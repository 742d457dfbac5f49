//! Shared value graph handed to the redaction engine.
//!
//! Containers are reference-counted, so one map or list may appear at several
//! places in a payload, including inside itself. `serde_json::Value` converts
//! into a `Payload` tree without any sharing.

use std::collections::BTreeMap;
use std::fmt;
use std::sync::{Arc, PoisonError, RwLock};

use serde_json::Value;

/// Shared map container.
pub type SharedMap = Arc<RwLock<BTreeMap<String, Payload>>>;

/// Shared list container.
pub type SharedList = Arc<RwLock<Vec<Payload>>>;

/// A payload value. Cloning a container clones the handle, not the contents.
#[derive(Clone)]
pub enum Payload {
    Null,
    Bool(bool),
    Int(i64),
    UInt(u64),
    Float(f64),
    String(String),
    List(SharedList),
    Map(SharedMap),
}

impl Payload {
    /// New empty map.
    pub fn map() -> Self {
        Payload::Map(Arc::new(RwLock::new(BTreeMap::new())))
    }

    /// New empty list.
    pub fn list() -> Self {
        Payload::List(Arc::new(RwLock::new(Vec::new())))
    }

    /// Build a map from key/value pairs.
    pub fn object<I, K, V>(entries: I) -> Self
    where
        I: IntoIterator<Item = (K, V)>,
        K: Into<String>,
        V: Into<Payload>,
    {
        let map = entries
            .into_iter()
            .map(|(k, v)| (k.into(), v.into()))
            .collect::<BTreeMap<_, _>>();
        Payload::from(map)
    }

    /// Insert into a map. Returns `false` if `self` is not a map.
    pub fn insert(&self, key: impl Into<String>, value: impl Into<Payload>) -> bool {
        match self {
            Payload::Map(map) => {
                map.write()
                    .unwrap_or_else(PoisonError::into_inner)
                    .insert(key.into(), value.into());
                true
            }
            _ => false,
        }
    }

    /// Append to a list. Returns `false` if `self` is not a list.
    pub fn push(&self, value: impl Into<Payload>) -> bool {
        match self {
            Payload::List(list) => {
                list.write()
                    .unwrap_or_else(PoisonError::into_inner)
                    .push(value.into());
                true
            }
            _ => false,
        }
    }

    /// Look up a map entry. The returned container shares storage with `self`.
    pub fn get(&self, key: &str) -> Option<Payload> {
        match self {
            Payload::Map(map) => map
                .read()
                .unwrap_or_else(PoisonError::into_inner)
                .get(key)
                .cloned(),
            _ => None,
        }
    }

    /// String content, if this is a string.
    pub fn as_str(&self) -> Option<&str> {
        match self {
            Payload::String(s) => Some(s),
            _ => None,
        }
    }

    pub fn is_container(&self) -> bool {
        matches!(self, Payload::List(_) | Payload::Map(_))
    }

    pub fn is_null(&self) -> bool {
        matches!(self, Payload::Null)
    }

    /// Identity of a container, used for cycle detection.
    pub fn container_id(&self) -> Option<usize> {
        match self {
            Payload::List(list) => Some(Arc::as_ptr(list) as *const () as usize),
            Payload::Map(map) => Some(Arc::as_ptr(map) as *const () as usize),
            _ => None,
        }
    }

    /// Whether two payloads are the same container.
    pub fn same_container(&self, other: &Payload) -> bool {
        match (self.container_id(), other.container_id()) {
            (Some(a), Some(b)) => a == b,
            _ => false,
        }
    }
}

impl Default for Payload {
    fn default() -> Self {
        Payload::Null
    }
}

// Containers print as handles only; a cyclic payload must not recurse.
impl fmt::Debug for Payload {
    fn fmt(&self, f: &mut fmt::Formatter<'_>) -> fmt::Result {
        match self {
            Payload::Null => write!(f, "Null"),
            Payload::Bool(b) => write!(f, "Bool({})", b),
            Payload::Int(i) => write!(f, "Int({})", i),
            Payload::UInt(u) => write!(f, "UInt({})", u),
            Payload::Float(x) => write!(f, "Float({})", x),
            Payload::String(s) => write!(f, "String({:?})", s),
            Payload::List(list) => write!(f, "List({:p})", Arc::as_ptr(list)),
            Payload::Map(map) => write!(f, "Map({:p})", Arc::as_ptr(map)),
        }
    }
}

impl From<Value> for Payload {
    fn from(value: Value) -> Self {
        match value {
            Value::Null => Payload::Null,
            Value::Bool(b) => Payload::Bool(b),
            Value::Number(n) => {
                if let Some(i) = n.as_i64() {
                    Payload::Int(i)
                } else if let Some(u) = n.as_u64() {
                    Payload::UInt(u)
                } else {
                    Payload::Float(n.as_f64().unwrap_or(f64::NAN))
                }
            }
            Value::String(s) => Payload::String(s),
            Value::Array(items) => Payload::from(items.into_iter().map(Payload::from).collect::<Vec<_>>()),
            Value::Object(map) => Payload::from(
                map.into_iter()
                    .map(|(k, v)| (k, Payload::from(v)))
                    .collect::<BTreeMap<_, _>>(),
            ),
        }
    }
}

impl From<&Value> for Payload {
    fn from(value: &Value) -> Self {
        Payload::from(value.clone())
    }
}

impl From<BTreeMap<String, Payload>> for Payload {
    fn from(map: BTreeMap<String, Payload>) -> Self {
        Payload::Map(Arc::new(RwLock::new(map)))
    }
}

impl From<Vec<Payload>> for Payload {
    fn from(items: Vec<Payload>) -> Self {
        Payload::List(Arc::new(RwLock::new(items)))
    }
}

impl From<&str> for Payload {
    fn from(s: &str) -> Self {
        Payload::String(s.to_string())
    }
}

impl From<String> for Payload {
    fn from(s: String) -> Self {
        Payload::String(s)
    }
}

impl From<bool> for Payload {
    fn from(b: bool) -> Self {
        Payload::Bool(b)
    }
}

impl From<i32> for Payload {
    fn from(i: i32) -> Self {
        Payload::Int(i64::from(i))
    }
}

impl From<i64> for Payload {
    fn from(i: i64) -> Self {
        Payload::Int(i)
    }
}

impl From<u64> for Payload {
    fn from(u: u64) -> Self {
        Payload::UInt(u)
    }
}

impl From<f64> for Payload {
    fn from(x: f64) -> Self {
        Payload::Float(x)
    }
}

impl<T: Into<Payload>> From<Option<T>> for Payload {
    fn from(value: Option<T>) -> Self {
        value.map(Into::into).unwrap_or(Payload::Null)
    }
}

——

**TASK PROMPT**
From the records above, quote only the lines running from the line with "the redaction engine." to the line with "map.write()", both lines included.

**EXERCISE SOLUTION**
//! Shared value graph handed to the redaction engine.
//!
//! Containers are reference-counted, so one map or list may appear at several
//! places in a payload, including inside itself. `serde_json::Value` converts
//! into a `Payload` tree without any sharing.

use std::collections::BTreeMap;
use std::fmt;
use std::sync::{Arc, PoisonError, RwLock};

use serde_json::Value;

/// Shared map container.
pub type SharedMap = Arc<RwLock<BTreeMap<String, Payload>>>;

/// Shared list container.
pub type SharedList = Arc<RwLock<Vec<Payload>>>;

/// A payload value. Cloning a container clones the handle, not the contents.
#[derive(Clone)]
pub enum Payload {
    Null,
    Bool(bool),
    Int(i64),
    UInt(u64),
    Float(f64),
    String(String),
    List(SharedList),
    Map(SharedMap),
}

impl Payload {
    /// New empty map.
    pub fn map() -> Self {
        Payload::Map(Arc::new(RwLock::new(BTreeMap::new())))
    }

    /// New empty list.
    pub fn list() -> Self {
        Payload::List(Arc::new(RwLock::new(Vec::new())))
    }

    /// Build a map from key/value pairs.
    pub fn object<I, K, V>(entries: I) -> Self
    where
        I: IntoIterator<Item = (K, V)>,
        K: Into<String>,
        V: Into<Payload>,
    {
        let map = entries
            .into_iter()
            .map(|(k, v)| (k.into(), v.into()))
            .collect::<BTreeMap<_, _>>();
        Payload::from(map)
    }

    /// Insert into a map. Returns `false` if `self` is not a map.
    pub fn insert(&self, key: impl Into<String>, value: impl Into<Payload>) -> bool {
        match self {
            Payload::Map(map) => {
                map.write()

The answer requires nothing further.